From 820eeda4ad9731f66dce7b64d1fcfae1602440ad Mon Sep 17 00:00:00 2001
From: Katerina Molchanova <35141662+rokatyy@users.noreply.github.com>
Date: Sun, 2 Mar 2025 08:49:02 +0000
Subject: [PATCH] [Processor] Improve termination stability and change
 readiness FailureThreshold (#3511)

Jira - part of https://iguazio.atlassian.net/browse/NUC-298
---
 docs/tasks/index.rst                  |  3 ++-
 docs/tasks/known-issues.md            | 10 ++++++++++
 pkg/platform/kube/functionres/lazy.go |  2 +-
 pkg/processor/trigger/trigger.go      |  2 +-
 4 files changed, 14 insertions(+), 3 deletions(-)
 create mode 100644 docs/tasks/known-issues.md

diff --git a/docs/tasks/index.rst b/docs/tasks/index.rst
index 5fe4acba8f7..4fcb178bebd 100644
--- a/docs/tasks/index.rst
+++ b/docs/tasks/index.rst
@@ -10,4 +10,5 @@ User guide
    deploying-pre-built-functions
    deploy-functions-from-dockerfile
    exporting-and-importing
-   benchmarking
\ No newline at end of file
+   benchmarking
+   known-issues
\ No newline at end of file
diff --git a/docs/tasks/known-issues.md b/docs/tasks/known-issues.md
new file mode 100644
index 00000000000..65746c6400e
--- /dev/null
+++ b/docs/tasks/known-issues.md
@@ -0,0 +1,10 @@
+## Known issues
+
+### 503 Error Code While Scaling Down (Kubernetes Only)
+
+This is a rare issue that primarily occurs in low-latency setups.
+When scaling down a Nuclio function pod, Kubernetes may return a 503 error due to the delay between sending a `SIGTERM` signal and stopping traffic to the pod.
+
+To mitigate this, we've introduced a 5-second wait time before halting event processing after receiving `SIGTERM`. However, this does not fully eliminate the issue.
+
+**Possible Solution**: Implement a client-side retry mechanism when a 503 response is received with an empty body.

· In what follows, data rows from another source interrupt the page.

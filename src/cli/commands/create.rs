//! create command - Record a newly visited city
//!
//! The flag emoji comes from `--emoji` or is derived from `--country-code`.
//! Whatever is left out of name, country and flag is filled in by reverse
//! geocoding the position. On success the stored city (with its assigned
//! id) is printed.

use anyhow::{bail, Context as _, Result};
use chrono::Utc;

use super::{ensure_no_error, open_store, print_json};
use crate::cli::args::CreateArgs;
use crate::cli::Context;
use crate::core::flag::flag_emoji;
use crate::core::types::{NewCity, Position};
use crate::remote::create_geocoder;
use crate::remote::geocode::Place;
use crate::ui::output::{self, format_city_line};

/// Message shown when the position is not in any country.
pub const NOT_A_CITY: &str = "That doesn't seem to be a city. Try somewhere else";

/// Record a newly visited city.
pub async fn create(ctx: &Context, args: CreateArgs) -> Result<()> {
    let place = if needs_place(&args) {
        Some(look_up_place(ctx, Position::new(args.lat, args.lng)).await?)
    } else {
        None
    };
    let draft = draft_from_args(args, place)?;

    let store = open_store(ctx).await?;
    store.create_city(draft).await;

    let state = store.snapshot();
    ensure_no_error(&state)?;

    let city = state
        .current_city
        .as_ref()
        .context("the created city was not returned")?;

    if ctx.json {
        return print_json(city);
    }

    output::print(format!("Added {}", format_city_line(city).trim_start()), ctx.verbosity);
    Ok(())
}

/// Whether any field has to come from the reverse geocoder.
fn needs_place(args: &CreateArgs) -> bool {
    args.name.is_none()
        || args.country.is_none()
        || (args.emoji.is_none() && args.country_code.is_none())
}

async fn look_up_place(ctx: &Context, position: Position) -> Result<Place> {
    let geocoder =
        create_geocoder(&ctx.config).context("failed to set up the reverse geocoder")?;

    match geocoder.lookup(position).await {
        Ok(Some(place)) => Ok(place),
        Ok(None) => bail!(NOT_A_CITY),
        Err(e) => Err(e).context("failed to look up the position"),
    }
}

/// Build the request body from command-line arguments and a looked-up place.
fn draft_from_args(args: CreateArgs, place: Option<Place>) -> Result<NewCity> {
    let (place_name, place_country, place_emoji) = match place {
        Some(place) => (Some(place.city_name), Some(place.country), Some(place.emoji)),
        None => (None, None, None),
    };

    let emoji = match (args.emoji, args.country_code) {
        (Some(emoji), _) => emoji,
        (None, Some(code)) => match flag_emoji(&code) {
            Some(emoji) => emoji,
            None => bail!("'{}' is not a two-letter country code", code),
        },
        (None, None) => match place_emoji {
            Some(emoji) => emoji,
            None => bail!("either --emoji or --country-code is required"),
        },
    };

    let city_name = args.name.or(place_name).unwrap_or_default();
    if city_name.trim().is_empty() {
        bail!("city name cannot be empty; pass --name");
    }

    Ok(NewCity {
        city_name,
        country: args.country.or(place_country).unwrap_or_default(),
        emoji,
        date: args.date.unwrap_or_else(Utc::now),
        notes: args.notes,
        position: Position::new(args.lat, args.lng),
    })
}
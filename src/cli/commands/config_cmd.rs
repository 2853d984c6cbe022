//! config command - Print the effective configuration, or set a value

use anyhow::{Context as _, Result};
use serde_json::json;

use super::print_json;
use crate::cli::args::ConfigAction;
use crate::cli::Context;
use crate::core::config::{Config, GlobalConfig};
use crate::ui::output;

/// Run the config command.
pub fn config(ctx: &Context, action: Option<ConfigAction>) -> Result<()> {
    match action {
        None => show(ctx),
        Some(ConfigAction::Set { key, value }) => set(ctx, &key, &value),
    }
}

/// Print the effective configuration.
fn show(ctx: &Context) -> Result<()> {
    let config = &ctx.config;
    let source = config
        .path()
        .map(|p| p.display().to_string())
        .unwrap_or_else(|| "(defaults)".to_string());

    if ctx.json {
        return print_json(&json!({
            "api_base": config.api_base(),
            "ordering": config.ordering().name(),
            "user_agent": config.user_agent(),
            "geocode_url": config.geocode_url(),
            "source": source,
        }));
    }

    output::print(format!("api_base     {}", config.api_base()), ctx.verbosity);
    output::print(format!("ordering     {}", config.ordering()), ctx.verbosity);
    output::print(format!("user_agent   {}", config.user_agent()), ctx.verbosity);
    output::print(format!("geocode_url  {}", config.geocode_url()), ctx.verbosity);
    output::print(format!("source       {}", source), ctx.verbosity);
    Ok(())
}

/// Set a configuration value.
///
/// Writes to the loaded config file, or to `~/.worldwise/config.toml` when
/// none was loaded. The file is re-read so that `--api-base` is not saved.
fn set(ctx: &Context, key: &str, value: &str) -> Result<()> {
    let mut global = match ctx.config.path() {
        Some(path) => Config::load_from(path).context("failed to load config")?.global,
        None => GlobalConfig::default(),
    };

    global.set(key, value).context("failed to set config value")?;

    let path = match ctx.config.path() {
        Some(path) => {
            Config::write_config_atomic(path, &global).context("failed to write config")?;
            path.to_path_buf()
        }
        None => Config::write_global(&global).context("failed to write config")?,
    };
    log::debug!("wrote config to {}", path.display());

    output::print(format!("Set {} = {}", key, value.trim()), ctx.verbosity);
    Ok(())
}
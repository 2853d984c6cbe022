//! remote::traits
//!
//! Trait definition for the remote city collection.
//!
//! # Design
//!
//! The `CityCollection` trait is async because every call crosses the
//! network. All methods return `Result` so callers decide how failures are
//! surfaced; the store turns every error into its `rejected` transition.
//!
//! # Example
//!
//! ```ignore
//! use worldwise::remote::{CityCollection, RemoteError};
//! use worldwise::core::types::CityId;
//!
//! async fn show(collection: &dyn CityCollection) -> Result<(), RemoteError> {
//!     let city = collection.get_city(CityId::new(1)).await?;
//!     println!("{} ({})", city.city_name, city.country);
//!     Ok(())
//! }
//! ```

use async_trait::async_trait;
use thiserror::Error;

use crate::core::types::{City, CityId, NewCity};

/// Errors from remote collection calls.
///
/// Transport failures and malformed responses are both recoverable: the
/// store reports them to the user and keeps its last good data.
#[derive(Debug, Clone, PartialEq, Eq, Error)]
pub enum RemoteError {
    /// The request never produced a response.
    #[error("network error: {0}")]
    Network(String),

    /// The requested record does not exist.
    #[error("not found: {0}")]
    NotFound(String),

    /// The collection answered with a non-success status.
    #[error("API error: {status} - {message}")]
    Api {
        /// HTTP status code
        status: u16,
        /// Response body or reason phrase
        message: String,
    },

    /// The response body was not the expected JSON.
    #[error("malformed response: {0}")]
    Decode(String),

    /// The configured base URL cannot address the collection.
    #[error("invalid base URL: {0}")]
    InvalidBaseUrl(String),
}

/// A remote collection of city records.
///
/// # Thread Safety
///
/// Implementations must be `Send + Sync` so one collection can serve every
/// in-flight store operation.
#[async_trait]
pub trait CityCollection: Send + Sync {
    /// Short name of the backend (e.g., "http", "mock").
    fn name(&self) -> &'static str;

    /// List every stored city.
    ///
    /// Maps to `GET /cities`.
    async fn list_cities(&self) -> Result<Vec<City>, RemoteError>;

    /// Fetch one city by id.
    ///
    /// Maps to `GET /cities/{id}`.
    ///
    /// # Errors
    ///
    /// - `NotFound` if no record has this id
    async fn get_city(&self, id: CityId) -> Result<City, RemoteError>;

    /// Store a new city and return it with its assigned id.
    ///
    /// Maps to `POST /cities`.
    async fn create_city(&self, draft: NewCity) -> Result<City, RemoteError>;

    /// Delete a city by id.
    ///
    /// Maps to `DELETE /cities/{id}`. Any success status counts; the body is
    /// ignored. A record that is already gone is not an error.
    async fn delete_city(&self, id: CityId) -> Result<(), RemoteError>;
}
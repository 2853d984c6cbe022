//! remote::geocode
//!
//! Reverse geocoding: from a position to the place a new city record needs.
//!
//! # Design
//!
//! One `GET <geocode_url>?latitude=<lat>&longitude=<lng>` per lookup. The
//! response names the city (or, failing that, the locality), the country,
//! and its ISO 3166 alpha-2 code. A response without a usable country code
//! means the position is not in a city (open sea, say), and the lookup
//! returns `None`.
//!
//! Failures map onto [`RemoteError`] the same way the city collection's do.

use reqwest::header::{HeaderValue, ACCEPT};
use reqwest::Client;
use serde::Deserialize;

use super::http::{is_http_url, HttpCityCollection, DEFAULT_USER_AGENT};
use super::traits::RemoteError;
use crate::core::flag::flag_emoji;
use crate::core::types::Position;

/// Reverse geocoding endpoint used when nothing is configured.
pub const DEFAULT_GEOCODE_URL: &str = "https://api.bigdatacloud.net/data/reverse-geocode-client";

/// What a position resolves to.
#[derive(Debug, Clone, PartialEq, Eq)]
pub struct Place {
    /// City or locality name; may be empty for rural positions
    pub city_name: String,
    /// Country display name
    pub country: String,
    /// Flag emoji derived from the country code
    pub emoji: String,
}

#[derive(Debug, Deserialize)]
#[serde(rename_all = "camelCase")]
struct GeocodeResponse {
    #[serde(default)]
    city: Option<String>,
    #[serde(default)]
    locality: Option<String>,
    #[serde(default)]
    country_name: Option<String>,
    #[serde(default)]
    country_code: Option<String>,
}

impl GeocodeResponse {
    fn into_place(self) -> Option<Place> {
        let emoji = flag_emoji(self.country_code.as_deref()?)?;
        let city_name = [self.city, self.locality]
            .into_iter()
            .flatten()
            .find(|name| !name.trim().is_empty())
            .unwrap_or_default();

        Some(Place {
            city_name,
            country: self.country_name.unwrap_or_default(),
            emoji,
        })
    }
}

/// Client for a reverse geocoding endpoint.
#[derive(Debug, Clone)]
pub struct ReverseGeocoder {
    client: Client,
    url: String,
}

impl ReverseGeocoder {
    /// Create a geocoder for the given endpoint URL.
    ///
    /// # Errors
    ///
    /// Returns `InvalidBaseUrl` if `url` is not an absolute http(s) URL.
    pub fn new(url: &str) -> Result<Self, RemoteError> {
        Self::with_user_agent(url, DEFAULT_USER_AGENT)
    }

    /// Create a geocoder that identifies itself with a custom User-Agent.
    pub fn with_user_agent(url: &str, user_agent: &str) -> Result<Self, RemoteError> {
        let url = url.trim();
        if !is_http_url(url) {
            return Err(RemoteError::InvalidBaseUrl(url.to_string()));
        }

        let client = Client::builder()
            .user_agent(user_agent.to_string())
            .build()
            .map_err(|e| RemoteError::Network(e.to_string()))?;

        Ok(Self {
            client,
            url: url.to_string(),
        })
    }

    /// Endpoint URL.
    pub fn url(&self) -> &str {
        &self.url
    }

    /// Resolve a position to a place.
    ///
    /// Returns `Ok(None)` when the position does not fall in a country.
    pub async fn lookup(&self, position: Position) -> Result<Option<Place>, RemoteError> {
        log::debug!("GET {} ({}, {})", self.url, position.lat, position.lng);

        let response = self
            .client
            .get(&self.url)
            .header(ACCEPT, HeaderValue::from_static("application/json"))
            .query(&[("latitude", position.lat), ("longitude", position.lng)])
            .send()
            .await
            .map_err(|e| RemoteError::Network(e.to_string()))?;

        let status = response.status();
        if !status.is_success() {
            return Err(
                HttpCityCollection::error_for_status(response, status, "reverse geocode").await,
            );
        }

        let body: GeocodeResponse = response
            .json()
            .await
            .map_err(|e| RemoteError::Decode(format!("reverse geocode: {}", e)))?;

        Ok(body.into_place())
    }
}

\ No newline at end of file
diff --git a/pkg/platform/kube/functionres/lazy.go b/pkg/platform/kube/functionres/lazy.go
index 680f29d6188..fbd7a6dde0c 100644
--- a/pkg/platform/kube/functionres/lazy.go
+++ b/pkg/platform/kube/functionres/lazy.go
@@ -2376,7 +2376,7 @@ func (lc *lazyClient) populateDeploymentContainer(ctx context.Context,
 		InitialDelaySeconds: 5,
 		TimeoutSeconds:      1,
 		PeriodSeconds:       1,
-		FailureThreshold:    10,
+		FailureThreshold:    3,
 	}
 
 	container.LivenessProbe = &v1.Probe{
diff --git a/pkg/processor/trigger/trigger.go b/pkg/processor/trigger/trigger.go
index 786731808c5..f0e2946e8d3 100644
--- a/pkg/processor/trigger/trigger.go
+++ b/pkg/processor/trigger/trigger.go
@@ -386,7 +386,7 @@ func (at *AbstractTrigger) SignalWorkersToTerminate() error {
 	// DO NOT REMOVE
 	// this sleep is needed to give k8s some time to stop sending traffic to the service
 	// before we shut worker down
-	time.Sleep(1 * time.Second)
+	time.Sleep(5 * time.Second)
 
 	if err := at.WorkerAllocator.SignalTermination(); err != nil {
 		return errors.Wrap(err, "Failed to signal all workers to terminate")